Composite rocket propellants and plastic bound explosives are both based on elastomeric binder matrices that contain either oxidizer particles or high explosives. The components in a formulation differ widely in terms of crystallinity, thermal expansion behaviour and thus mechanical properties. Therefore, composites can exhibit a combination of brittle and ductile behaviour, stemming from filler and binder polymer, respectively. The binder-filler interaction is the weakest in the system, and their interface is prone to detach irreversibly, when stretched beyond a critical separation distance. In experiments, the effect of adhesion can be monitored by dynamic mechanical analysis (shape of loss factors), surface tension measurements and solution calorimetry. On a microscopic level, the cohesive zone model serves as a separation law for mechanical failure. It mimics the irreversiblity of crack formation: While small loading and unloading is reversible, higher strain beyond a threshold value changes the given distanceforce function for further loading cycles (local damage). Quantitative parameters for this model are hardly measured, although they are of interest for finite element simulations, to explore the material on a larger space and time scale. Here, we present the complete model of a pull-off experiment in the framework of a molecular dynamics simulation. In a MD-simulation, single atoms are modelled by point masses that interact via force-fields. It can reproduce thermodynamic and mechanical properties of multi-component systems. In an earlier contribution, the thermodynamic work of adhesion (equal to a surface tension) has been presented.
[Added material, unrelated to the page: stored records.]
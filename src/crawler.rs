//! Crawl Orchestrator
//!
//! Wires the schema registry, the dispatcher and the sink together. Each
//! completed collection with records is appended to its own `<name>.jsonl`
//! file; empty or failed collections are skipped. A run never fails.

use futures::StreamExt;
use std::path::PathBuf;
use std::time::{Duration, Instant};
use tracing::{error, info};

use crate::config::CrawlerConfig;
use crate::dispatcher::{CollectionOutcome, Dispatcher, TaskState};
use crate::error::Result;
use crate::http_client::AsyncHttpClient;
use crate::registry::SchemaRegistry;
use crate::sink::{JsonlSink, RecordSink};

/// What happened to one collection during a run
#[derive(Debug, Clone, PartialEq, Eq)]
pub enum CollectionStatus {
    /// Records were appended to the output file
    Written(usize),
    /// Fetch succeeded with no records; the sink was not invoked
    Empty,
    /// Fetch, validation, the task or the sink failed
    Failed(String),
}

#[derive(Debug, Clone, PartialEq, Eq)]
pub struct CollectionReport {
    pub name: String,
    pub status: CollectionStatus,
}

/// Outcome of a full run, in completion order
#[derive(Debug, Clone, Default)]
pub struct RunSummary {
    pub collections: Vec<CollectionReport>,
    pub duration: Duration,
}

impl RunSummary {
    /// Total number of records appended across all collections
    pub fn written_total(&self) -> usize {
        self.collections
            .iter()
            .map(|c| match c.status {
                CollectionStatus::Written(count) => count,
                _ => 0,
            })
            .sum()
    }

    /// Names of collections that failed
    pub fn failed(&self) -> Vec<&str> {
        self.collections
            .iter()
            .filter(|c| matches!(c.status, CollectionStatus::Failed(_)))
            .map(|c| c.name.as_str())
            .collect()
    }

    pub fn status_of(&self, name: &str) -> Option<&CollectionStatus> {
        self.collections
            .iter()
            .find(|c| c.name == name)
            .map(|c| &c.status)
    }
}

/// Fetch-validate-persist pipeline over every registered collection
pub struct Crawler<S: RecordSink = JsonlSink> {
    registry: SchemaRegistry,
    dispatcher: Dispatcher,
    sink: S,
    output_dir: PathBuf,
}

impl Crawler<JsonlSink> {
    /// Create a crawler that writes JSON lines files
    pub fn new(config: CrawlerConfig) -> Result<Self> {
        Self::with_sink(config, JsonlSink::new())
    }
}

impl<S: RecordSink> Crawler<S> {
    /// Create a crawler with a custom sink
    pub fn with_sink(config: CrawlerConfig, sink: S) -> Result<Self> {
        config.validate()?;
        let client = AsyncHttpClient::new(config.http_client_config())?;

        Ok(Self {
            registry: SchemaRegistry::new(config.base_url.clone()),
            dispatcher: Dispatcher::new(client, config.max_concurrency),
            sink,
            output_dir: config.output_dir,
        })
    }

    /// Crawl every collection once, appending validated records to disk
    pub async fn run(&self) -> RunSummary {
        let start = Instant::now();
        let specs = self.registry.resolve();
        info!(
            collections = specs.len(),
            max_concurrency = self.dispatcher.max_concurrency(),
            "Starting crawl"
        );

        let mut summary = RunSummary::default();
        let mut outcomes = self.dispatcher.dispatch(specs);
        while let Some(outcome) = outcomes.next().await {
            let report = self.persist(outcome).await;
            summary.collections.push(report);
        }

        summary.duration = start.elapsed();
        info!(
            written = summary.written_total(),
            failed = summary.failed().len(),
            duration_ms = summary.duration.as_millis() as u64,
            "Crawl finished"
        );
        summary
    }

    /// Hand a completed collection to the sink if it has records
    async fn persist(&self, outcome: CollectionOutcome) -> CollectionReport {
        let name = outcome.spec.name.clone();
        let status = match &outcome.state {
            TaskState::Completed(records) if records.is_empty() => CollectionStatus::Empty,
            TaskState::Completed(records) => {
                let path = outcome.spec.output_path(&self.output_dir);
                match self.sink.append(&path, records).await {
                    Ok(count) => CollectionStatus::Written(count),
                    Err(e) => {
                        error!(
                            collection = %name,
                            stage = %e.stage(),
                            "Error processing {}: {}",
                            name,
                            e
                        );
                        CollectionStatus::Failed(e.to_string())
                    }
                }
            }
            TaskState::Failed(reason) => CollectionStatus::Failed(reason.clone()),
            TaskState::Pending | TaskState::Running => {
                CollectionStatus::Failed(format!("task ended in {} state", outcome.state.as_str()))
            }
        };

        CollectionReport { name, status }
    }
}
Now, work and force of separation including local deformation of the surfaces is presented. It includes irreversibility during pull-off: As external stimulus, the interface is stressed until mechanical failure. This procedure yields higher order mechanical parameters beyond the linear elasticity model, which are input parameters for finite elements simulations: energy/force of detachment, and interaction length of entangled polymer at the interface.